Dataset entries ->
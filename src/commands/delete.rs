//! Soft-delete command.

use clap::Args;

use vaultshare_core::config::AppConfig;
use vaultshare_core::error::AppError;
use vaultshare_core::types::id::FileId;

use super::OwnerArg;
use crate::output::{self, OutputFormat};

/// Arguments for the delete command
#[derive(Debug, Args)]
pub struct DeleteArgs {
    /// Files to move to the trash
    #[arg(required = true)]
    pub file_ids: Vec<FileId>,

    #[command(flatten)]
    pub owner: OwnerArg,
}

/// Execute the delete command
pub async fn execute(
    args: &DeleteArgs,
    config: &AppConfig,
    format: OutputFormat,
) -> Result<(), AppError> {
    let services = super::build_services(config).await?;
    let ctx = args.owner.context();

    let deleted = match args.file_ids.as_slice() {
        [file_id] => vec![services.files.soft_delete(&ctx, *file_id).await?],
        ids => services.files.bulk_soft_delete(&ctx, ids).await?,
    };

    if format == OutputFormat::Table {
        output::print_success(&format!("Moved {} file(s) to the trash", deleted.len()));
    }
    output::print_files(&deleted, format);
    Ok(())
}
//! Upload orchestrator: drives a file through
//! `PENDING -> UPLOADING -> PROCESSING -> COMPLETED | FAILED`.
//!
//! Every transition is a compare-and-set on the status column. Assembly,
//! encryption, and blob I/O run between transitions and never under a lock;
//! any failure after entering `PROCESSING` moves the file to `FAILED`,
//! removes the partial artifact, and returns the original error. A file left
//! in `PROCESSING` by a crash is failed on its next access once
//! `processing_timeout_secs` has passed.

use std::sync::Arc;

use bytes::Bytes;
use chrono::Utc;
use serde::{Deserialize, Serialize};
use tracing::{error, info, warn};

use vaultshare_core::config::{StorageConfig, UploadConfig};
use vaultshare_core::error::AppError;
use vaultshare_core::result::AppResult;
use vaultshare_core::traits::storage::StorageProvider;
use vaultshare_core::types::id::FileId;
use vaultshare_crypto::{EncryptionKey, InitVector, encrypt};
use vaultshare_database::repositories::FileRepository;
use vaultshare_entity::file::{CreateFile, File, FileChunk, FileMetadata, FileStatus};
use vaultshare_storage::chunked::chunk_gaps;
use vaultshare_storage::{ChunkAssembler, ChunkStore, paths, with_retry};

use super::naming::sanitize_filename;
use super::recovery::StaleProcessing;
use super::version::{Artifact, VersionService};
use crate::context::RequestContext;

/// Parameters for starting an upload.
#[derive(Debug, Clone, Serialize, Deserialize)]
pub struct InitializeUpload {
    /// File name as supplied by the uploader.
    pub name: String,
    /// MIME type; must be on the allow-list.
    pub mime_type: String,
    /// Declared size in bytes. Advisory only.
    pub size_bytes: u64,
    /// Description, tags, and custom metadata.
    #[serde(default)]
    pub metadata: FileMetadata,
}

/// Drives chunked uploads from initialization to completion.
#[derive(Debug, Clone)]
pub struct UploadService {
    /// File repository.
    files: FileRepository,
    /// Chunk staging.
    chunks: ChunkStore,
    /// Chunk assembly.
    assembler: ChunkAssembler,
    /// Version snapshots.
    versions: VersionService,
    /// Fails uploads abandoned in `PROCESSING`.
    stale: StaleProcessing,
    /// Blob storage for encrypted artifacts.
    provider: Arc<dyn StorageProvider>,
    /// Upload policy.
    upload: UploadConfig,
    /// Storage retry settings.
    storage: StorageConfig,
}

impl UploadService {
    /// Creates a new upload service.
    pub fn new(
        files: FileRepository,
        chunks: ChunkStore,
        versions: VersionService,
        stale: StaleProcessing,
        provider: Arc<dyn StorageProvider>,
        upload: UploadConfig,
        storage: StorageConfig,
    ) -> Self {
        Self {
            files,
            assembler: ChunkAssembler::new(chunks.clone()),
            chunks,
            versions,
            stale,
            provider,
            upload,
            storage,
        }
    }

    /// Suggested chunk size for callers splitting a file.
    pub fn chunk_size_hint(&self) -> u64 {
        self.upload.chunk_size_bytes
    }

    /// Creates a file record ready to accept chunks.
    ///
    /// Sanitizes the name, checks the MIME allow-list and size limit, and
    /// generates the per-file key and an initial IV.
    pub async fn initialize(
        &self,
        ctx: &RequestContext,
        req: InitializeUpload,
    ) -> AppResult<File> {
        let name = sanitize_filename(&req.name)?;
        if !self.upload.is_allowed_mime_type(&req.mime_type) {
            return Err(AppError::invalid_file_type(&req.mime_type));
        }
        if req.size_bytes > self.upload.max_upload_size_bytes {
            return Err(AppError::invalid_request(format!(
                "File exceeds maximum upload size of {} bytes",
                self.upload.max_upload_size_bytes
            )));
        }
        let declared = i64::try_from(req.size_bytes)
            .map_err(|_| AppError::invalid_request("Declared size is out of range"))?;

        let file_id = FileId::new();
        let key = EncryptionKey::generate();
        let iv = InitVector::generate();
        let storage_path = paths::blob_path(ctx.user_id, &name, ctx.request_time);

        let created = self
            .files
            .create(&CreateFile {
                id: file_id,
                owner_id: ctx.user_id,
                name,
                original_name: req.name,
                mime_type: req.mime_type,
                size_bytes: declared,
                storage_path,
                encryption_key: key.to_encoded(),
                iv: iv.to_encoded(),
                status: FileStatus::Pending,
                description: req.metadata.description.clone(),
                tags: req.metadata.tags_value(),
                metadata: req.metadata.custom_value(),
            })
            .await?;

        if !self
            .files
            .transition_status(created.id, FileStatus::Pending, FileStatus::Uploading)
            .await?
        {
            return Err(AppError::internal(format!(
                "File {file_id} left PENDING concurrently"
            )));
        }

        info!(
            request_id = %ctx.request_id,
            user_id = %ctx.user_id,
            file_id = %file_id,
            name = %created.name,
            declared_size = declared,
            "Upload initialized"
        );
        self.reload(file_id).await
    }

    /// Stages one chunk of an `UPLOADING` file.
    pub async fn upload_chunk(
        &self,
        ctx: &RequestContext,
        file_id: FileId,
        chunk_number: i32,
        data: Bytes,
    ) -> AppResult<FileChunk> {
        let file = super::load_owned(&self.files, ctx, file_id).await?;
        let file = self.stale.check(file).await?;
        super::require_status(&file, FileStatus::Uploading)?;

        let chunk = self.chunks.put_chunk(file_id, chunk_number, data).await?;
        info!(
            request_id = %ctx.request_id,
            file_id = %file_id,
            chunk = chunk_number,
            bytes = chunk.size_bytes,
            "Chunk uploaded"
        );
        Ok(chunk)
    }

    /// Staged chunks of an owned file, ordered by number.
    pub async fn list_chunks(
        &self,
        ctx: &RequestContext,
        file_id: FileId,
    ) -> AppResult<Vec<FileChunk>> {
        super::load_owned(&self.files, ctx, file_id).await?;
        self.chunks.list_chunks(file_id).await
    }

    /// Assembles, encrypts, and persists an upload, then records version 1.
    ///
    /// A gap in the chunk sequence fails with `MissingChunks` and leaves the
    /// file `UPLOADING`. Of two concurrent calls only one enters
    /// `PROCESSING`; the other fails with `InvalidState`.
    pub async fn complete(&self, ctx: &RequestContext, file_id: FileId) -> AppResult<File> {
        let file = super::load_owned(&self.files, ctx, file_id).await?;
        let file = self.stale.check(file).await?;
        super::require_status(&file, FileStatus::Uploading)?;
        self.require_contiguous(file_id).await?;

        if !self
            .files
            .transition_status(file_id, FileStatus::Uploading, FileStatus::Processing)
            .await?
        {
            let current = self.reload(file_id).await?;
            return Err(AppError::invalid_state(
                file_id,
                FileStatus::Uploading.as_str(),
                current.status.as_str(),
            ));
        }
        info!(request_id = %ctx.request_id, file_id = %file_id, "Upload processing");

        // Chunks may have landed between the check and the transition.
        let chunks = self.chunks.list_chunks(file_id).await?;
        let gaps = chunk_gaps(&chunks);
        if !gaps.is_empty() {
            self.files
                .transition_status(file_id, FileStatus::Processing, FileStatus::Uploading)
                .await?;
            return Err(AppError::missing_chunks(
                file_id,
                gaps.missing,
                gaps.missing_count,
                chunks.len(),
            ));
        }

        match self.process(ctx, &file, &chunks).await {
            Ok(done) => {
                info!(
                    request_id = %ctx.request_id,
                    file_id = %file_id,
                    size = done.size_bytes,
                    checksum = done.checksum_sha256.as_deref().unwrap_or_default(),
                    "Upload completed"
                );
                Ok(done)
            }
            Err(e) => {
                self.fail(ctx, &file, &e).await;
                Err(e)
            }
        }
    }

    async fn require_contiguous(&self, file_id: FileId) -> AppResult<()> {
        let chunks = self.chunks.list_chunks(file_id).await?;
        let gaps = chunk_gaps(&chunks);
        if gaps.is_empty() {
            Ok(())
        } else {
            Err(AppError::missing_chunks(
                file_id,
                gaps.missing,
                gaps.missing_count,
                chunks.len(),
            ))
        }
    }

    async fn process(
        &self,
        ctx: &RequestContext,
        file: &File,
        chunks: &[FileChunk],
    ) -> AppResult<File> {
        let assembled = self.assembler.assemble(file.id, chunks).await?;
        if assembled.size_bytes > self.upload.max_upload_size_bytes {
            return Err(AppError::invalid_request(format!(
                "Assembled size {} exceeds maximum upload size of {} bytes",
                assembled.size_bytes, self.upload.max_upload_size_bytes
            ))
            .for_file(file.id));
        }
        let size_bytes = i64::try_from(assembled.size_bytes)
            .map_err(|_| AppError::invalid_request("Assembled size is out of range"))?;

        let key = EncryptionKey::from_encoded(&file.encryption_key)?;
        let plaintext = assembled.data;
        let encrypted = super::blocking("encrypt", move || encrypt(&plaintext, &key)).await?;
        let ciphertext = Bytes::from(encrypted.ciphertext);

        with_retry(self.storage.io_retries, "write_artifact", || {
            self.provider.write(&file.storage_path, ciphertext.clone())
        })
        .await?;

        let iv = encrypted.iv.to_encoded();
        if !self
            .files
            .record_artifact(file.id, size_bytes, &assembled.checksum_sha256, &iv)
            .await?
        {
            return Err(self.state_changed(file.id).await);
        }

        self.chunks.purge(file.id).await?;

        let artifact = Artifact {
            storage_path: file.storage_path.clone(),
            encryption_key: file.encryption_key.clone(),
            iv,
            checksum_sha256: assembled.checksum_sha256,
            size_bytes,
        };
        self.versions
            .snapshot(file.id, &artifact, ctx.user_id, "")
            .await?;

        if !self.files.mark_completed(file.id, Utc::now()).await? {
            return Err(self.state_changed(file.id).await);
        }
        self.reload(file.id).await
    }

    async fn fail(&self, ctx: &RequestContext, file: &File, cause: &AppError) {
        if let Err(e) = self.provider.delete(&file.storage_path).await {
            warn!(
                file_id = %file.id,
                path = %file.storage_path,
                error = %e,
                "Failed to remove partial artifact"
            );
        }
        match self
            .files
            .transition_status(file.id, FileStatus::Processing, FileStatus::Failed)
            .await
        {
            Ok(true) => {}
            Ok(false) => warn!(file_id = %file.id, "File left PROCESSING before it could be failed"),
            Err(e) => warn!(file_id = %file.id, error = %e, "Failed to mark file FAILED"),
        }
        error!(
            request_id = %ctx.request_id,
            file_id = %file.id,
            error = %cause,
            "Upload failed"
        );
    }

    async fn state_changed(&self, file_id: FileId) -> AppError {
        match self.files.find_by_id(file_id).await {
            Ok(Some(current)) => AppError::invalid_state(
                file_id,
                FileStatus::Processing.as_str(),
                current.status.as_str(),
            ),
            Ok(None) => AppError::not_found(format!("File {file_id} not found")).for_file(file_id),
            Err(e) => e,
        }
    }

    async fn reload(&self, file_id: FileId) -> AppResult<File> {
        self.files
            .find_by_id(file_id)
            .await?
            .ok_or_else(|| AppError::not_found(format!("File {file_id} not found")).for_file(file_id))
    }
}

Task details -> Set down precisely the lines above between the line holding "let declared = i64::try_from(req.size_bytes)" and the line holding "let iv = InitVector::generate();", inclusive, and nothing beyond them.

Result of the task ->
        let declared = i64::try_from(req.size_bytes)
            .map_err(|_| AppError::invalid_request("Declared size is out of range"))?;

        let file_id = FileId::new();
        let key = EncryptionKey::generate();
        let iv = InitVector::generate();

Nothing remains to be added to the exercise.